• **What you will do**
In the material below, find every line with "assigned" and pull it out.

• **Extracted entries**
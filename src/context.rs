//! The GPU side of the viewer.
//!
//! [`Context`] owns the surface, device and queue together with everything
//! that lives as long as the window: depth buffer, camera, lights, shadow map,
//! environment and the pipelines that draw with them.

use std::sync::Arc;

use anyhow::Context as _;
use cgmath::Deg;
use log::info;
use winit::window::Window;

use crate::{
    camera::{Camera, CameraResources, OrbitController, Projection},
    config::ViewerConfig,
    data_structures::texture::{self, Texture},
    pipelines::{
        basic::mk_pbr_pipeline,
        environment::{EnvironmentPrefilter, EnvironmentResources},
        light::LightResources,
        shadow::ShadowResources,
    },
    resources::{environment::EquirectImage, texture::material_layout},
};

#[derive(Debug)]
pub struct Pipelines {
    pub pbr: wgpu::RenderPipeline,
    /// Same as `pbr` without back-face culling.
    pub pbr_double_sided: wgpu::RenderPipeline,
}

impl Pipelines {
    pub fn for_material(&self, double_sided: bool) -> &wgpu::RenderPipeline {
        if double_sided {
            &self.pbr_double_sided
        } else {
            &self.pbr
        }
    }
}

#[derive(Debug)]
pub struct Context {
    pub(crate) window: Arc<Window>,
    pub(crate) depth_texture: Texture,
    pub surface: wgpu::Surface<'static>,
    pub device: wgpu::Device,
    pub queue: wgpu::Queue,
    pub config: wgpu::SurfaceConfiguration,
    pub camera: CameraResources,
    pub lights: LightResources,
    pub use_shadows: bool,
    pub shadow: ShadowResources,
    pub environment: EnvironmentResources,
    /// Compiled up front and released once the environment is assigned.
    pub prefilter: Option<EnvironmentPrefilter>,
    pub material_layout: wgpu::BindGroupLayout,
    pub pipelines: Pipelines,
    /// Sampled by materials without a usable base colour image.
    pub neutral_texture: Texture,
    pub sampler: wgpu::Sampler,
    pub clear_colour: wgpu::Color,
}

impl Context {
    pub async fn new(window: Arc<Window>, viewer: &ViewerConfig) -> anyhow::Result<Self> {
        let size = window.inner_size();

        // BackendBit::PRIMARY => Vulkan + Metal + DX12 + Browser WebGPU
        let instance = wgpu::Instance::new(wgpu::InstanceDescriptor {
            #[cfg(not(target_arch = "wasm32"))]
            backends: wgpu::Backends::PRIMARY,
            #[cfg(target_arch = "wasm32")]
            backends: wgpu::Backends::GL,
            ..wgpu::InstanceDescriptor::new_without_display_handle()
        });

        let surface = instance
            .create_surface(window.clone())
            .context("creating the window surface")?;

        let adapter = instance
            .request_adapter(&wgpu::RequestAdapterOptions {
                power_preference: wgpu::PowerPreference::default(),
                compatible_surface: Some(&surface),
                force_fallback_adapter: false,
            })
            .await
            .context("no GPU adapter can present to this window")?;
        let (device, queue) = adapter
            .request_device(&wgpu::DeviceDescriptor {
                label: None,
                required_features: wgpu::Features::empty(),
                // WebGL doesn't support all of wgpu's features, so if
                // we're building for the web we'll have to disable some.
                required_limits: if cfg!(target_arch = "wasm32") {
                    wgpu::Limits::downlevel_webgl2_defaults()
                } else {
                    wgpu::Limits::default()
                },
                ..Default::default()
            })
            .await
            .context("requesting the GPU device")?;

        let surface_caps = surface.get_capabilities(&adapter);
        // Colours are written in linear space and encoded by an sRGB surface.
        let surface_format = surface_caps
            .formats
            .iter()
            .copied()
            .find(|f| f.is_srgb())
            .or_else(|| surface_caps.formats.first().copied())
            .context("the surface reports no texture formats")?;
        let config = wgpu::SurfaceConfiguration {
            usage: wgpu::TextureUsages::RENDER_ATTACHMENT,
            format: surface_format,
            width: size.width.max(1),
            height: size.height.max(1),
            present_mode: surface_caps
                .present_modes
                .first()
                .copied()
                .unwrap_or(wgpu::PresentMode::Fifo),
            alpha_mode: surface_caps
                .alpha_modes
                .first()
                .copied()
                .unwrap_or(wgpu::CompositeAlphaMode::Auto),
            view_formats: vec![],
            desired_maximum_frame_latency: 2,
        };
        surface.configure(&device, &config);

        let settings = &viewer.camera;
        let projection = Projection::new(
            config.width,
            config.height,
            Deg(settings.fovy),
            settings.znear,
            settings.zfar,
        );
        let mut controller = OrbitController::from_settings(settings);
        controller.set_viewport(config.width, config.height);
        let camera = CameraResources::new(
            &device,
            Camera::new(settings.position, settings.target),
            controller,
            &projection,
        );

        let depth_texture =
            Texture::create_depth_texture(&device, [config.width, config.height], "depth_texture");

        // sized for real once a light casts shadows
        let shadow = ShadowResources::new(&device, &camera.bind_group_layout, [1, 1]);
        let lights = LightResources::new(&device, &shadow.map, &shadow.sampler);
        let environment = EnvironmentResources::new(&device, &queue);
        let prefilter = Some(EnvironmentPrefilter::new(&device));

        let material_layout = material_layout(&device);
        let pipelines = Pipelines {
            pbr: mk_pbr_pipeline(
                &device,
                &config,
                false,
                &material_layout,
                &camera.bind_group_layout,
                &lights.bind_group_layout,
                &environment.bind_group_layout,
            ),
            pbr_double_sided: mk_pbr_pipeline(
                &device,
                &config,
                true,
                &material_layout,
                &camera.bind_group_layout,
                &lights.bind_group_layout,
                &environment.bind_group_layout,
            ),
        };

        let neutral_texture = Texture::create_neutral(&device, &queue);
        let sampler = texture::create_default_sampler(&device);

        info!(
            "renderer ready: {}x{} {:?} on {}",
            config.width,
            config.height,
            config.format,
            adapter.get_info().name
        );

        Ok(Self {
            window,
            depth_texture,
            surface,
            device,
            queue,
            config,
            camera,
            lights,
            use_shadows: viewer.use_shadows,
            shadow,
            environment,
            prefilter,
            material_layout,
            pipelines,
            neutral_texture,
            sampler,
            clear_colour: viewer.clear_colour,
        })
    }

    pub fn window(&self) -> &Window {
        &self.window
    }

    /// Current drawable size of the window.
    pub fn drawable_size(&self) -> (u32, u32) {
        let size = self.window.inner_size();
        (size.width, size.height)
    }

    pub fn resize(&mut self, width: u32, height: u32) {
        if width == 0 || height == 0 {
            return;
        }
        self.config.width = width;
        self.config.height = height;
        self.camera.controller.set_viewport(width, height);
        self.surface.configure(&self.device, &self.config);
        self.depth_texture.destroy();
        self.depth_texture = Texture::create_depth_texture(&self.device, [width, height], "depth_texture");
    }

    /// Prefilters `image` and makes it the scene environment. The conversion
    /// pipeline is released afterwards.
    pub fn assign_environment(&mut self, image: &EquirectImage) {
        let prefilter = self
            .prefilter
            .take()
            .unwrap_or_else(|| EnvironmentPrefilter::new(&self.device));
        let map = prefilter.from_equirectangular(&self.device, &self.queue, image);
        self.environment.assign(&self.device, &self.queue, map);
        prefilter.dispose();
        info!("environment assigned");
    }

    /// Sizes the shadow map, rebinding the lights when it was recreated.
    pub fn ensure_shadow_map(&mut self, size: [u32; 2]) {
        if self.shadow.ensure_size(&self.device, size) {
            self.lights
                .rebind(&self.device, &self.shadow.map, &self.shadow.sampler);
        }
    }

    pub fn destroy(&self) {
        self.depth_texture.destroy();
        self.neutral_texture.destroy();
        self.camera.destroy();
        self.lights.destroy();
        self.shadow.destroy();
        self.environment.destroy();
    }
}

• **Task result**
    /// Compiled up front and released once the environment is assigned.
        info!("environment assigned");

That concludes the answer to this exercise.